● Aim of the exercise:
Go through the data below and return each line where the string "Underflow" occurs.

● Data to process:
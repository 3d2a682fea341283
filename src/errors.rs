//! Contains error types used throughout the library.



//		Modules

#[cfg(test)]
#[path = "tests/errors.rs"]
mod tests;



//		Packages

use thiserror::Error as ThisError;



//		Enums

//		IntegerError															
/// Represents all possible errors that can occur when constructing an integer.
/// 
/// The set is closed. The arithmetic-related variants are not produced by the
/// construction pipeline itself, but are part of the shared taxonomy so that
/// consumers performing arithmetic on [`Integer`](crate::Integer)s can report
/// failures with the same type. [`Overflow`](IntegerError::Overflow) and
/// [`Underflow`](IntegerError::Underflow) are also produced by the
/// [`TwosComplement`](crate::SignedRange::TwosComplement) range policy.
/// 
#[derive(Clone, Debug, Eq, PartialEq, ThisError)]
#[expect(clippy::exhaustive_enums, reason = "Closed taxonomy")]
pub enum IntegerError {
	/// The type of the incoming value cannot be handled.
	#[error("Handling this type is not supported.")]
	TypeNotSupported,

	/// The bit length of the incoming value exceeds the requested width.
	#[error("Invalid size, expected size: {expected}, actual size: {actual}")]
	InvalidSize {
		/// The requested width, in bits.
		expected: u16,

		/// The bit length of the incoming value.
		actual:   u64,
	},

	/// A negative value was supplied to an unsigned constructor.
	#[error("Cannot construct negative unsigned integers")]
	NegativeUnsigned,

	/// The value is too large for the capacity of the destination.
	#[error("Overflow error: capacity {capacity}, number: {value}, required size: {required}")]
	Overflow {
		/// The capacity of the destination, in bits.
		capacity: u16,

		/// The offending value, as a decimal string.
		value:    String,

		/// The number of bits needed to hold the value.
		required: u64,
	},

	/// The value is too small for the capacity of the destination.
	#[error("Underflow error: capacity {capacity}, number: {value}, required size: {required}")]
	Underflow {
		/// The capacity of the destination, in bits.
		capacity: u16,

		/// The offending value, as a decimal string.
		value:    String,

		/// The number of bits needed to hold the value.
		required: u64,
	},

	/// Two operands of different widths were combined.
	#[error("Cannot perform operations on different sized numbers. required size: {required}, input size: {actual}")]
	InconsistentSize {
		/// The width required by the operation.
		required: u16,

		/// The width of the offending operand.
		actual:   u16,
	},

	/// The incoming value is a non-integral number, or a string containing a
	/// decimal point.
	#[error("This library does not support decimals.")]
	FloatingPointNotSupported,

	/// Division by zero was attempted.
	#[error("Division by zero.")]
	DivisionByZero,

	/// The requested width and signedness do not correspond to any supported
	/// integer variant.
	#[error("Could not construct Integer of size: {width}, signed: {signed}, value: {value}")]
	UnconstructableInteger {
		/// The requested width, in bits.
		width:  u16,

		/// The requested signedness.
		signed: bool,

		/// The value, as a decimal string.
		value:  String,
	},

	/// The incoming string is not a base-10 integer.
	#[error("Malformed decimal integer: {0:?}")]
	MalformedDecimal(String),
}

● Completed task:
/// [`Underflow`](IntegerError::Underflow) are also produced by the
	#[error("Underflow error: capacity {capacity}, number: {value}, required size: {required}")]
	Underflow {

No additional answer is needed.